米国の4大消費者確信指標(ミシガン大消費者指向指標、コンフェランス・ボード消費者確信指標、ブルームバーグ消費者景気指標、OECD消費者確信指標)の上昇下降の動きは、2009以来の過去10年近くに見る景気上昇とは必ずしも一致していないという事。これは経済学者にとっては理に解せないことらしい。

説明できる理由付けは、1936にケインズが一般化した動物本能理論に帰するようである。それは、消費者や起業家の脳裏には経済的決定する際、心配事を忘れさせる楽観的思考に走る動物本能が働くというケインズの論理である。

この動物本能でしか、昨今のストック・マーケットの異常に続く高騰を説明できないと、シラーは述べている。

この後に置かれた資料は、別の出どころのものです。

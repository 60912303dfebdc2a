use std::io::{self, Read, Write};
use std::thread;
use std::time::{Duration, Instant};

use serialport::{ClearBuffer, SerialPort};
use tracing::{debug, info};

use super::Port;
use crate::core::{Error, Result, DEFAULT_BAUD_RATE};

/// Interval between checks of the receive buffer while polling
const POLL_STEP: Duration = Duration::from_millis(1);

/// Physical serial line to a real machine
pub struct SerialLinePort {
    /// Serial device path
    device: Option<String>,
    /// Configured line speed, kept while the port is closed
    baud_rate: u32,
    /// Open device handle
    port: Option<Box<dyn SerialPort>>,
}

impl SerialLinePort {
    /// Creates a closed port with no device assigned
    pub fn new() -> Self {
        SerialLinePort {
            device: None,
            baud_rate: DEFAULT_BAUD_RATE,
            port: None,
        }
    }

    /// Sets the device used by the next `begin`
    pub fn set_device(&mut self, device: Option<&str>) {
        debug!("serial device set to {}", device.unwrap_or("<none>"));
        self.device = device.map(str::to_string);
    }

    pub fn device(&self) -> Option<&str> {
        self.device.as_deref()
    }

    pub fn is_open(&self) -> bool {
        self.port.is_some()
    }

    fn port_mut(&mut self) -> Result<&mut Box<dyn SerialPort>> {
        self.port
            .as_mut()
            .ok_or_else(|| Error::invalid_state("Serial port is not open"))
    }
}

impl Default for SerialLinePort {
    fn default() -> Self {
        Self::new()
    }
}

impl Port for SerialLinePort {
    fn begin(&mut self, baud: u32) -> Result<()> {
        let device = self
            .device
            .clone()
            .ok_or_else(|| Error::config("No serial device configured"))?;

        self.end();
        let port = serialport::new(&device, baud)
            .timeout(Duration::from_millis(10))
            .open()?;

        info!("serial port {} opened at {} baud", device, baud);
        self.baud_rate = baud;
        self.port = Some(port);
        Ok(())
    }

    fn end(&mut self) {
        if self.port.take().is_some() {
            info!("serial port {} closed", self.device.as_deref().unwrap_or("?"));
        }
    }

    fn poll(&mut self, timeout: Duration) -> Result<bool> {
        let Some(port) = self.port.as_mut() else {
            thread::sleep(timeout);
            return Ok(false);
        };

        let deadline = Instant::now() + timeout;
        loop {
            if port.bytes_to_read()? > 0 {
                return Ok(true);
            }
            let now = Instant::now();
            if now >= deadline {
                return Ok(false);
            }
            thread::sleep(POLL_STEP.min(deadline - now));
        }
    }

    fn available(&mut self) -> Result<usize> {
        match self.port.as_mut() {
            Some(port) => Ok(port.bytes_to_read()? as usize),
            None => Ok(0),
        }
    }

    fn flush(&mut self) -> Result<()> {
        self.port_mut()?.flush()?;
        Ok(())
    }

    fn flush_input(&mut self) -> Result<()> {
        self.port_mut()?.clear(ClearBuffer::Input)?;
        Ok(())
    }

    fn read(&mut self, buffer: &mut [u8]) -> Result<usize> {
        let count = self.available()?.min(buffer.len());
        if count == 0 {
            return Ok(0);
        }
        match self.port_mut()?.read(&mut buffer[..count]) {
            Ok(n) => Ok(n),
            Err(e) if e.kind() == io::ErrorKind::TimedOut => Ok(0),
            Err(e) => Err(e.into()),
        }
    }

    fn write(&mut self, buffer: &[u8]) -> Result<usize> {
        self.port_mut()?.write_all(buffer)?;
        Ok(buffer.len())
    }

    fn baud_rate(&self) -> u32 {
        self.baud_rate
    }

    fn set_baud_rate(&mut self, baud: u32) -> Result<()> {
        if let Some(port) = self.port.as_mut() {
            port.set_baud_rate(baud)?;
        }
        self.baud_rate = baud;
        Ok(())
    }
}
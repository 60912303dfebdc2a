use std::time::Duration;

use tracing::info;

use super::{BeckerPort, Port, SerialLinePort};
use crate::core::{Config, Result, TransportMode};

/// Owns both transport variants and forwards the byte-stream contract to the
/// active one
///
/// Both ports live for as long as the selector does, so switching keeps each
/// variant's own configuration. Calls never touch the inactive port.
pub struct TransportSelector<S: Port = SerialLinePort, B: Port = BeckerPort> {
    mode: TransportMode,
    serial: S,
    becker: B,
}

impl<S: Port, B: Port> TransportSelector<S, B> {
    /// Creates a selector over the two variants, starting in serial mode
    pub fn with_ports(serial: S, becker: B) -> Self {
        TransportSelector {
            mode: TransportMode::Serial,
            serial,
            becker,
        }
    }

    /// Currently active variant
    pub fn mode(&self) -> TransportMode {
        self.mode
    }

    /// Points subsequent calls at the given variant without starting or stopping anything
    pub fn configure(&mut self, mode: TransportMode) {
        self.mode = mode;
    }

    /// Swaps the active variant, carrying the line speed across
    pub fn reconfigure(&mut self, mode: TransportMode) -> Result<()> {
        let baud = self.baud_rate();
        self.end();
        self.configure(mode);
        info!("transport switched to {} at {} baud", mode, baud);
        self.begin(baud)
    }

    pub fn serial(&self) -> &S {
        &self.serial
    }

    pub fn serial_mut(&mut self) -> &mut S {
        &mut self.serial
    }

    pub fn becker(&self) -> &B {
        &self.becker
    }

    pub fn becker_mut(&mut self) -> &mut B {
        &mut self.becker
    }

    fn active(&self) -> &dyn Port {
        match self.mode {
            TransportMode::Serial => &self.serial,
            TransportMode::Becker => &self.becker,
        }
    }

    fn active_mut(&mut self) -> &mut dyn Port {
        match self.mode {
            TransportMode::Serial => &mut self.serial,
            TransportMode::Becker => &mut self.becker,
        }
    }
}

impl TransportSelector {
    pub fn new() -> Self {
        Self::with_ports(SerialLinePort::new(), BeckerPort::new())
    }

    /// Builds a selector with both variants preconfigured; nothing is started
    pub fn from_config(config: &Config) -> Result<Self> {
        let mut selector = Self::new();
        selector.set_serial_device(config.serial_device.as_deref());
        selector.set_becker_host(&config.becker_host, config.becker_port);
        selector.serial.set_baud_rate(config.baud_rate)?;
        selector.becker.set_baud_rate(config.baud_rate)?;
        selector.configure(config.mode);
        Ok(selector)
    }

    pub fn set_serial_device(&mut self, device: Option<&str>) {
        self.serial.set_device(device);
    }

    pub fn serial_device(&self) -> Option<&str> {
        self.serial.device()
    }

    pub fn set_becker_host(&mut self, host: &str, port: u16) {
        self.becker.set_host(host, port);
    }

    pub fn becker_host(&self) -> (&str, u16) {
        self.becker.host()
    }
}

impl Default for TransportSelector {
    fn default() -> Self {
        Self::new()
    }
}

impl<S: Port, B: Port> Port for TransportSelector<S, B> {
    /// A zero baud rate restarts the active port at its previous speed
    fn begin(&mut self, baud: u32) -> Result<()> {
        let baud = if baud == 0 { self.baud_rate() } else { baud };
        self.active_mut().begin(baud)
    }

    fn end(&mut self) {
        self.active_mut().end()
    }

    fn poll(&mut self, timeout: Duration) -> Result<bool> {
        self.active_mut().poll(timeout)
    }

    fn available(&mut self) -> Result<usize> {
        self.active_mut().available()
    }

    fn flush(&mut self) -> Result<()> {
        self.active_mut().flush()
    }

    fn flush_input(&mut self) -> Result<()> {
        self.active_mut().flush_input()
    }

    fn read_byte(&mut self) -> Result<Option<u8>> {
        self.active_mut().read_byte()
    }

    fn read(&mut self, buffer: &mut [u8]) -> Result<usize> {
        self.active_mut().read(buffer)
    }

    fn write_byte(&mut self, byte: u8) -> Result<usize> {
        self.active_mut().write_byte(byte)
    }

    fn write(&mut self, buffer: &[u8]) -> Result<usize> {
        self.active_mut().write(buffer)
    }

    fn baud_rate(&self) -> u32 {
        self.active().baud_rate()
    }

    fn set_baud_rate(&mut self, baud: u32) -> Result<()> {
        self.active_mut().set_baud_rate(baud)
    }
}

今月フィラデルフィアで開かれた全米経済アソシエーション会議のセッションの一つをシラーがチェアしたそうだが、そのタイトルは「確信、動物本能、ビジネス・サイクル」という題名のセッションであった。発表のあった経済学リサーチャー達の結論は、消費者・ビジネス確信指標はビジネス・サイクルがピークに達する前に下降をたどり、不景気が終わる前に回復する傾向が確認されたそうである。つまり、確信指標は先行指標であるとの結論である。

しかしながら、動物本能の何が理由で変化するかは、未だ謎であって今後の経済学者の数理解析に譲るとしている。

いづれにしても、今まだ上昇を続ける米国ストック市場に皆が神経質になり始めている。何時かは下降するタイミングが来るとは分かりながら、将来の成長を描くのは簡単ではないですね。

経済理論に頼ろうにも、ビジネス先行指標が動物本能で動くと言われたらどう成長プランを練ったらいいでしょうか。